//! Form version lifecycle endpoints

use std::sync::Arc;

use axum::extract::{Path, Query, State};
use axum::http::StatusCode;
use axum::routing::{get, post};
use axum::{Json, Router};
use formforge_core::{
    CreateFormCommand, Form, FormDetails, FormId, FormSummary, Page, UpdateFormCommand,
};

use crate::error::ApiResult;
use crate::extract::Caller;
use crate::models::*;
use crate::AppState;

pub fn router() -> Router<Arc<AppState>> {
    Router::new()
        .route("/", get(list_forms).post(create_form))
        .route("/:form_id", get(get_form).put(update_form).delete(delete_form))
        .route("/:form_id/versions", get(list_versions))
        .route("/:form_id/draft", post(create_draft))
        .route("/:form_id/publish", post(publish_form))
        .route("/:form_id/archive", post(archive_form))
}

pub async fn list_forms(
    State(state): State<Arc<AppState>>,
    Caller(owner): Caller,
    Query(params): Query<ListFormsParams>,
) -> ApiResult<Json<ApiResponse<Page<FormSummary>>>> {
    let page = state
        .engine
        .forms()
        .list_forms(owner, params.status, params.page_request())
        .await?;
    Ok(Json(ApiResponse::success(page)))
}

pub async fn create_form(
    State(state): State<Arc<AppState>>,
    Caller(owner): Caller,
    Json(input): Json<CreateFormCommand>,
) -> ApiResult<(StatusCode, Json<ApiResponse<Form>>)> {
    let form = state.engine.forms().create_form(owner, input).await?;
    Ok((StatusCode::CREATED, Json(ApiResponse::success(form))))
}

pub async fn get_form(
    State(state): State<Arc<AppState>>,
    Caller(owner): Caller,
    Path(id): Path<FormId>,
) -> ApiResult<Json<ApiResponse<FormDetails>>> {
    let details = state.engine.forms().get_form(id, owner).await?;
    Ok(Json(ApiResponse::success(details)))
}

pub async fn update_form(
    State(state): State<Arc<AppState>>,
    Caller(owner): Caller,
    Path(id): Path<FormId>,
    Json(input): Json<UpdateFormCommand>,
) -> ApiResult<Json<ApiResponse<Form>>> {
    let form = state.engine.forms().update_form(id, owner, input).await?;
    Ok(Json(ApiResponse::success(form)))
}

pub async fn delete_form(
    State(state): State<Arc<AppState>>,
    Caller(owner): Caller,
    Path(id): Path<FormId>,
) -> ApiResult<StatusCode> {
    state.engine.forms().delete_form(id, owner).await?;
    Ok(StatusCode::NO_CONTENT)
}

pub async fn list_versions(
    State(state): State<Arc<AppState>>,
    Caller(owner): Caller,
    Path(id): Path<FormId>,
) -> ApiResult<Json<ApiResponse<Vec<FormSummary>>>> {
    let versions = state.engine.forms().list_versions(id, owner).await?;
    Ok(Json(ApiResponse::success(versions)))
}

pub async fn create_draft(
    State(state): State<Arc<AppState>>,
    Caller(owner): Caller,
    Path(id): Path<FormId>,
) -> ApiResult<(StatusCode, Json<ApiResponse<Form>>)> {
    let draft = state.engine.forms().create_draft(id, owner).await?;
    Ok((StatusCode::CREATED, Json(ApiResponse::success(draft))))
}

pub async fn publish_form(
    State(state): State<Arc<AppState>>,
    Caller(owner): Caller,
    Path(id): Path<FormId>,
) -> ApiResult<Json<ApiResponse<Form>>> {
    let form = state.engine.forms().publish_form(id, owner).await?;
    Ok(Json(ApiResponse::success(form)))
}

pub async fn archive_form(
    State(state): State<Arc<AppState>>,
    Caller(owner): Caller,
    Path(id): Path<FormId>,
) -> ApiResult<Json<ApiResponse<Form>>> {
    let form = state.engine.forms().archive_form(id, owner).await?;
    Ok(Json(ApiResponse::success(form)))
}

#####

**Task objective:** Please tally the lines above that include the word "async" and answer with the number by itself.

**Exercise result:** 9